Write the records out once more, so that nothing differs from the original.

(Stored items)
──────────
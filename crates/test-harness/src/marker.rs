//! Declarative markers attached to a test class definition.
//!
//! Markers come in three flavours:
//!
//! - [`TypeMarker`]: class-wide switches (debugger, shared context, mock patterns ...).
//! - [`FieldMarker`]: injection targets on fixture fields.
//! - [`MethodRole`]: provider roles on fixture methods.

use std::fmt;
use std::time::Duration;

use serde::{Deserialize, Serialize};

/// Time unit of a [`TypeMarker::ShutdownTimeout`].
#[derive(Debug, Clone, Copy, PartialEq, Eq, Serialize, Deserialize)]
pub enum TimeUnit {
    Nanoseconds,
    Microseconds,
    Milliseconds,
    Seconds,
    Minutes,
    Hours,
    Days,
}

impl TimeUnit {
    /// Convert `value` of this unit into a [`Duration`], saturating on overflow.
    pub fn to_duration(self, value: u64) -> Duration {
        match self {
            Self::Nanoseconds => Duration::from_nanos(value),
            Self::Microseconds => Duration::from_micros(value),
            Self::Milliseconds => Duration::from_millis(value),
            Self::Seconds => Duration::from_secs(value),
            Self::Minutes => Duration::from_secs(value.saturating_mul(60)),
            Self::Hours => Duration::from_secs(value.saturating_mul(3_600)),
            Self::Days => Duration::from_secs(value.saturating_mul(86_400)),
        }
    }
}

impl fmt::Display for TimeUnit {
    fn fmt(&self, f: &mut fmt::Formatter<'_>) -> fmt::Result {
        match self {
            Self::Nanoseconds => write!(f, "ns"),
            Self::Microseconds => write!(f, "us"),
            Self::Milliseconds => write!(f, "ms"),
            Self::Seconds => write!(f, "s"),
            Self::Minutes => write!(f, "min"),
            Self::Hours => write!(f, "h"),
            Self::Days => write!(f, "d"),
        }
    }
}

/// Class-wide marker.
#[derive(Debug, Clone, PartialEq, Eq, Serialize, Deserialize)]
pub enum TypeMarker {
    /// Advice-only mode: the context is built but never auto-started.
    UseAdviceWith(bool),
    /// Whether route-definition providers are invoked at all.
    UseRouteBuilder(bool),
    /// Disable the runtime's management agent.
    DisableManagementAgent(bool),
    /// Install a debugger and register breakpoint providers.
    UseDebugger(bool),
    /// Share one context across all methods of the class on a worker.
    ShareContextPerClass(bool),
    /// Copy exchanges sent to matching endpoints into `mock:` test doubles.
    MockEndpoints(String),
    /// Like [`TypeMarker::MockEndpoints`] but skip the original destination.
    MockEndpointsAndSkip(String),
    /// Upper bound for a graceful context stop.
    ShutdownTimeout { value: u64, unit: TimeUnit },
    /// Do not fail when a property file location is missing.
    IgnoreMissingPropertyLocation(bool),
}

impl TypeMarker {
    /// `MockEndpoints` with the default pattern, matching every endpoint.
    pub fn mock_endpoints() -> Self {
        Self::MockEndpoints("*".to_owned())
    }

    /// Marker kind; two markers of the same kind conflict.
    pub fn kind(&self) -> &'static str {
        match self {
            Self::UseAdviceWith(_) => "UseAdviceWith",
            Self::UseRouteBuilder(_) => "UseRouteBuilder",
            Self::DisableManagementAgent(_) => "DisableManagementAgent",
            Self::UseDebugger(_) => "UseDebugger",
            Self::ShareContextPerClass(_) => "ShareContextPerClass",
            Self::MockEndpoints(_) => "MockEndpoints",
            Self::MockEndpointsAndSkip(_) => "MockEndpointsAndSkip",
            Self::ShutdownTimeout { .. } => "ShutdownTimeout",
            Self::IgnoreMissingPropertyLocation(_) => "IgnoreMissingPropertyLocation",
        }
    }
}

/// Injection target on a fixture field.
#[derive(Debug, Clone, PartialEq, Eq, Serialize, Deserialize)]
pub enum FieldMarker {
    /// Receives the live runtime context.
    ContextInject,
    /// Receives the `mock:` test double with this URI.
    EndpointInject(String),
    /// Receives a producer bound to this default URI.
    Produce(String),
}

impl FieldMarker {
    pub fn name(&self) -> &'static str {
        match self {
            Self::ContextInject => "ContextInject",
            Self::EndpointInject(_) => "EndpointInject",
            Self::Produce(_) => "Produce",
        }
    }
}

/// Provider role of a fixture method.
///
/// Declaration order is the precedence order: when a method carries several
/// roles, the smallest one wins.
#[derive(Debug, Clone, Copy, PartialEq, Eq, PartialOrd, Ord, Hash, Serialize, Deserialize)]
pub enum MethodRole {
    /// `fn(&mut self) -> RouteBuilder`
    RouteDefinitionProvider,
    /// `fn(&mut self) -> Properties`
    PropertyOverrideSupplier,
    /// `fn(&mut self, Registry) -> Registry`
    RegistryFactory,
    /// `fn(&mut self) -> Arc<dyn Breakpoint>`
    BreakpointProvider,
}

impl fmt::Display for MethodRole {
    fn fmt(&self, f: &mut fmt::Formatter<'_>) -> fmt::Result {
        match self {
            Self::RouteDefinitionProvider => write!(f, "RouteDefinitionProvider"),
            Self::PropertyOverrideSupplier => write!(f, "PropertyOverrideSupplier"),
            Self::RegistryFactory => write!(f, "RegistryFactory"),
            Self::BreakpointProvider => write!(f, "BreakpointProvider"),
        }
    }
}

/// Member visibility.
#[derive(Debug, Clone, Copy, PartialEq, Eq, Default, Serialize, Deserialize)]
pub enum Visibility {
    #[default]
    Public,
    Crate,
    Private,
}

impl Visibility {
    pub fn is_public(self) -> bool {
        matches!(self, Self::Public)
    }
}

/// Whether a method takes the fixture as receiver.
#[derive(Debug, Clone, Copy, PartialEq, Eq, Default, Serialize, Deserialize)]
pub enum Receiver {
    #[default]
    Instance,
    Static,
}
──────────
## Result
filename crates/test-harness/src/marker.rs
//! Declarative markers attached to a test class definition.
//!
//! Markers come in three flavours:
//!
//! - [`TypeMarker`]: class-wide switches (debugger, shared context, mock patterns ...).
//! - [`FieldMarker`]: injection targets on fixture fields.
//! - [`MethodRole`]: provider roles on fixture methods.

use std::fmt;
use std::time::Duration;

use serde::{Deserialize, Serialize};

/// Time unit of a [`TypeMarker::ShutdownTimeout`].
#[derive(Debug, Clone, Copy, PartialEq, Eq, Serialize, Deserialize)]
pub enum TimeUnit {
    Nanoseconds,
    Microseconds,
    Milliseconds,
    Seconds,
    Minutes,
    Hours,
    Days,
}

impl TimeUnit {
    /// Convert `value` of this unit into a [`Duration`], saturating on overflow.
    pub fn to_duration(self, value: u64) -> Duration {
        match self {
            Self::Nanoseconds => Duration::from_nanos(value),
            Self::Microseconds => Duration::from_micros(value),
            Self::Milliseconds => Duration::from_millis(value),
            Self::Seconds => Duration::from_secs(value),
            Self::Minutes => Duration::from_secs(value.saturating_mul(60)),
            Self::Hours => Duration::from_secs(value.saturating_mul(3_600)),
            Self::Days => Duration::from_secs(value.saturating_mul(86_400)),
        }
    }
}

impl fmt::Display for TimeUnit {
    fn fmt(&self, f: &mut fmt::Formatter<'_>) -> fmt::Result {
        match self {
            Self::Nanoseconds => write!(f, "ns"),
            Self::Microseconds => write!(f, "us"),
            Self::Milliseconds => write!(f, "ms"),
            Self::Seconds => write!(f, "s"),
            Self::Minutes => write!(f, "min"),
            Self::Hours => write!(f, "h"),
            Self::Days => write!(f, "d"),
        }
    }
}

/// Class-wide marker.
#[derive(Debug, Clone, PartialEq, Eq, Serialize, Deserialize)]
pub enum TypeMarker {
    /// Advice-only mode: the context is built but never auto-started.
    UseAdviceWith(bool),
    /// Whether route-definition providers are invoked at all.
    UseRouteBuilder(bool),
    /// Disable the runtime's management agent.
    DisableManagementAgent(bool),
    /// Install a debugger and register breakpoint providers.
    UseDebugger(bool),
    /// Share one context across all methods of the class on a worker.
    ShareContextPerClass(bool),
    /// Copy exchanges sent to matching endpoints into `mock:` test doubles.
    MockEndpoints(String),
    /// Like [`TypeMarker::MockEndpoints`] but skip the original destination.
    MockEndpointsAndSkip(String),
    /// Upper bound for a graceful context stop.
    ShutdownTimeout { value: u64, unit: TimeUnit },
    /// Do not fail when a property file location is missing.
    IgnoreMissingPropertyLocation(bool),
}

impl TypeMarker {
    /// `MockEndpoints` with the default pattern, matching every endpoint.
    pub fn mock_endpoints() -> Self {
        Self::MockEndpoints("*".to_owned())
    }

    /// Marker kind; two markers of the same kind conflict.
    pub fn kind(&self) -> &'static str {
        match self {
            Self::UseAdviceWith(_) => "UseAdviceWith",
            Self::UseRouteBuilder(_) => "UseRouteBuilder",
            Self::DisableManagementAgent(_) => "DisableManagementAgent",
            Self::UseDebugger(_) => "UseDebugger",
            Self::ShareContextPerClass(_) => "ShareContextPerClass",
            Self::MockEndpoints(_) => "MockEndpoints",
            Self::MockEndpointsAndSkip(_) => "MockEndpointsAndSkip",
            Self::ShutdownTimeout { .. } => "ShutdownTimeout",
            Self::IgnoreMissingPropertyLocation(_) => "IgnoreMissingPropertyLocation",
        }
    }
}

/// Injection target on a fixture field.
#[derive(Debug, Clone, PartialEq, Eq, Serialize, Deserialize)]
pub enum FieldMarker {
    /// Receives the live runtime context.
    ContextInject,
    /// Receives the `mock:` test double with this URI.
    EndpointInject(String),
    /// Receives a producer bound to this default URI.
    Produce(String),
}

impl FieldMarker {
    pub fn name(&self) -> &'static str {
        match self {
            Self::ContextInject => "ContextInject",
            Self::EndpointInject(_) => "EndpointInject",
            Self::Produce(_) => "Produce",
        }
    }
}

/// Provider role of a fixture method.
///
/// Declaration order is the precedence order: when a method carries several
/// roles, the smallest one wins.
#[derive(Debug, Clone, Copy, PartialEq, Eq, PartialOrd, Ord, Hash, Serialize, Deserialize)]
pub enum MethodRole {
    /// `fn(&mut self) -> RouteBuilder`
    RouteDefinitionProvider,
    /// `fn(&mut self) -> Properties`
    PropertyOverrideSupplier,
    /// `fn(&mut self, Registry) -> Registry`
    RegistryFactory,
    /// `fn(&mut self) -> Arc<dyn Breakpoint>`
    BreakpointProvider,
}

impl fmt::Display for MethodRole {
    fn fmt(&self, f: &mut fmt::Formatter<'_>) -> fmt::Result {
        match self {
            Self::RouteDefinitionProvider => write!(f, "RouteDefinitionProvider"),
            Self::PropertyOverrideSupplier => write!(f, "PropertyOverrideSupplier"),
            Self::RegistryFactory => write!(f, "RegistryFactory"),
            Self::BreakpointProvider => write!(f, "BreakpointProvider"),
        }
    }
}

/// Member visibility.
#[derive(Debug, Clone, Copy, PartialEq, Eq, Default, Serialize, Deserialize)]
pub enum Visibility {
    #[default]
    Public,
    Crate,
    Private,
}

impl Visibility {
    pub fn is_public(self) -> bool {
        matches!(self, Self::Public)
    }
}

/// Whether a method takes the fixture as receiver.
#[derive(Debug, Clone, Copy, PartialEq, Eq, Default, Serialize, Deserialize)]
pub enum Receiver {
    #[default]
    Instance,
    Static,
}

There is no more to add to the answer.